# Exercise directions
Going through the data below, copy out each line where the word "must" shows up.

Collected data
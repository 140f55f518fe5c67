//! Event traits implemented by user event types.

use crate::bus::{EventBus, SimpleEventBus};
use crate::error::Result;
use crate::key::Key;

use super::key_cache::key_for;

/// An event that can be published on an [`EventBus`]
///
/// The key of an event type is declared through [`Event::NAMESPACE`] and
/// [`Event::VALUE`]. Both halves must form a valid [`Key`], otherwise the
/// type cannot be subscribed to or published.
///
/// ```rust
/// use event_bus::events::Event;
///
/// struct UserJoined {
///     name: String,
/// }
///
/// impl Event for UserJoined {
///     const NAMESPACE: &'static str = "chat";
///     const VALUE: &'static str = "user_joined";
///
///     fn cancelled(&self) -> bool {
///         false
///     }
/// }
/// ```
pub trait Event: Send + 'static {
    const NAMESPACE: &'static str;
    const VALUE: &'static str;

    /// Cancellation state checked before each subscriber runs
    ///
    /// Required so that a [`CancellableEvent`] cannot silently keep reporting
    /// `false`. Events that cannot be cancelled return `false`.
    fn cancelled(&self) -> bool;

    /// Resolved key of this event's type
    fn key(&self) -> Result<Key>
    where
        Self: Sized,
    {
        key_for::<Self>()
    }

    /// Publish on the global bus
    fn publish(&mut self) -> Result<()>
    where
        Self: Sized,
    {
        SimpleEventBus::global().publish(self)
    }
}

/// An event that subscribers can cancel
///
/// ```rust
/// use event_bus::events::{CancellableEvent, Event};
///
/// #[derive(Default)]
/// struct ChatMessage {
///     text: String,
///     cancelled: bool,
/// }
///
/// impl Event for ChatMessage {
///     const NAMESPACE: &'static str = "chat";
///     const VALUE: &'static str = "message";
///
///     fn cancelled(&self) -> bool {
///         self.cancelled
///     }
/// }
///
/// impl CancellableEvent for ChatMessage {
///     fn set_cancelled(&mut self, cancelled: bool) {
///         self.cancelled = cancelled;
///     }
/// }
/// ```
///
/// The cancellation state must be reported through [`Event::cancelled`].
/// Storing the flag without reading it back does not compile:
///
/// ```compile_fail
/// use event_bus::events::{CancellableEvent, Event};
///
/// struct Forgetful {
///     cancelled: bool,
/// }
///
/// impl Event for Forgetful {
///     const NAMESPACE: &'static str = "chat";
///     const VALUE: &'static str = "forgetful";
/// }
///
/// impl CancellableEvent for Forgetful {
///     fn set_cancelled(&mut self, cancelled: bool) {
///         self.cancelled = cancelled;
///     }
/// }
/// ```
pub trait CancellableEvent: Event {
    fn set_cancelled(&mut self, cancelled: bool);

    /// Publish on the global bus, returning `true` if the event was **not** cancelled
    fn publish_and_return(&mut self) -> Result<bool>
    where
        Self: Sized,
    {
        SimpleEventBus::global().publish_cancellable(self)
    }
}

# The answer
/// [`Event::VALUE`]. Both halves must form a valid [`Key`], otherwise the
/// The cancellation state must be reported through [`Event::cancelled`].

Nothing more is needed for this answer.